Laron was the one who used to drive that process, the planner in the family who forced his wife to look beyond tomorrow.
“When he was around, it was always such a clear picture to see. There was more to life than what you have in front of you … ,” she says. “I have to do that for myself. But he made it a lot more clear.”
***
As Brenda lets her head fall into her hands, her husband, Adam Lam, sits down on the edge of the couch.
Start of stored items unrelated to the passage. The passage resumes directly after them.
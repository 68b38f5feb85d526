//! Business profile endpoints.
//!
//! Each route gets its own module; the shared request shape and its
//! validation live here so create and update cannot drift apart.

pub mod create;
pub mod delete;
pub mod funders;
pub mod income;
pub mod list;
pub mod me;
pub mod show;
pub mod stats;
pub mod update;

use serde::Deserialize;

use crate::database::models::SocialMedia;
use crate::error::ApiError;
use crate::validation::{self, Violations};

#[derive(Debug, Default, Deserialize)]
pub struct LocationPayload {
    pub city: Option<String>,
    pub country: Option<String>,
}

/// The writable fields of a business profile, as submitted by clients.
///
/// This is the entire update allow-list: income records, funders, the
/// version counter and ownership are absent on purpose and can only be
/// changed through their dedicated endpoints.
#[derive(Debug, Default, Deserialize)]
#[serde(rename_all = "camelCase")]
pub struct BusinessPayload {
    pub business_name: Option<String>,
    pub description: Option<String>,
    pub started_at: Option<i64>,
    pub business_field: Option<String>,
    pub is_public: Option<bool>,
    pub business_logo: Option<String>,
    pub location: Option<LocationPayload>,
    pub website: Option<String>,
    pub phone_number: Option<String>,
    pub social_media: Option<SocialMedia>,
    pub tags: Option<Vec<String>>,
    pub status: Option<String>,
}

impl BusinessPayload {
    /// Check every submitted field; `required` toggles between the
    /// create contract (core fields mandatory) and the update contract
    /// (everything optional).
    pub fn validate(&self, required: bool) -> Result<(), ApiError> {
        let mut v = Violations::new();
        validation::business_name(&mut v, self.business_name.as_deref(), required);
        validation::description(&mut v, self.description.as_deref(), required);
        validation::year(&mut v, "startedAt", self.started_at, required);
        validation::business_field(&mut v, self.business_field.as_deref(), required);
        validation::status(&mut v, self.status.as_deref());
        validation::website(&mut v, self.website.as_deref());
        validation::phone_number(&mut v, self.phone_number.as_deref());
        if let Some(location) = &self.location {
            validation::city(&mut v, "city", location.city.as_deref());
            validation::country(&mut v, location.country.as_deref());
        }
        validation::tags(&mut v, self.tags.as_deref());
        v.into_result()
    }
}

#[cfg(test)]
mod tests {
    use super::*;

    #[test]
    fn create_contract_requires_core_fields() {
        let payload = BusinessPayload::default();
        let err = payload.validate(true).unwrap_err();
        let fields = err.to_json()["field_errors"].as_object().unwrap().clone();
        assert!(fields.contains_key("businessName"));
        assert!(fields.contains_key("description"));
        assert!(fields.contains_key("startedAt"));
        assert!(fields.contains_key("businessField"));
    }

    #[test]
    fn update_contract_accepts_empty_payload() {
        let payload = BusinessPayload::default();
        assert!(payload.validate(false).is_ok());
    }

    #[test]
    fn submitted_fields_are_checked_even_when_optional() {
        let payload = BusinessPayload {
            status: Some("Dormant".to_string()),
            website: Some("not-a-url".to_string()),
            ..Default::default()
        };
        let err = payload.validate(false).unwrap_err();
        let fields = err.to_json()["field_errors"].as_object().unwrap().clone();
        assert!(fields.contains_key("status"));
        assert!(fields.contains_key("website"));
    }

    #[test]
    fn unknown_fields_are_simply_ignored() {
        let payload: BusinessPayload = serde_json::from_value(serde_json::json!({
            "businessName": "Green Farm Solutions",
            "userId": "11111111-1111-1111-1111-111111111111",
            "incomeRecords": [{"year": 2019, "amount": 1.0}],
            "version": 99
        }))
        .unwrap();
        assert_eq!(payload.business_name.as_deref(), Some("Green Farm Solutions"));
        assert!(payload.validate(false).is_ok());
    }
}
Before, as his wife talked about Alan — the youngest of five and their only son — Adam moved through the house, standing in doorways and then disappearing into the bedroom, sitting for a minute and sharing a few words before quietly slipping away again.
“I don’t take my fishing pole and go to the lake anymore … ,” he says in a hush. “It’s something the father and son used to do together. Fishing together, hunting together. Now you walk into the woods, you look. What do you sit down here for? … Now, you turn around and walk right back out.”
Two cars sit in the driveway of their home. One, a blue Acura that Alan bought for himself before he left. The other, a black CRX they bought for him but he never got to see.
Brenda is fixing up the second car, replacing the tires, putting in yellow and black seats — Alan’s favorite colors — and giving it a new coat of paint .
She won’t sell it. It’s his.
The family visits him at Arlington National Cemetery in Washington when they can.
After years of fighting with her husband, Brenda agreed to give up his ashes.
They both knew he deserved a headstone there. She just had a harder time letting go.
“When I go to Arlington,” she says, “it takes all of me to not dig up his urn — because it’s not that deep.”
The ashes used to sit in their dining room, at the base of a Buddhist shrine that honors Adam’s religion.
Two massive pictures of Alan — his military photo and a high school portrait — fill the back wall. Wax candles from birthday celebrations held in his absence lie near Buddhist statues and incense burners. His dog tags and hat hang in the center.
There’s no god, no Buddha, no nothing, Brenda says. But the shrine helps her feel close to a son who in some ways — in her pain and in his room — has never left the house.
Every night as the sun sets, they switch on the electric candles above the mantle.
“It’s comforting, you know, because when you light the incense, you can say what you want to say, ” she says.
“The belief is that the spirit wanders all over during the day, but at night the lights show them how to get back home to where they’re supposed to be.”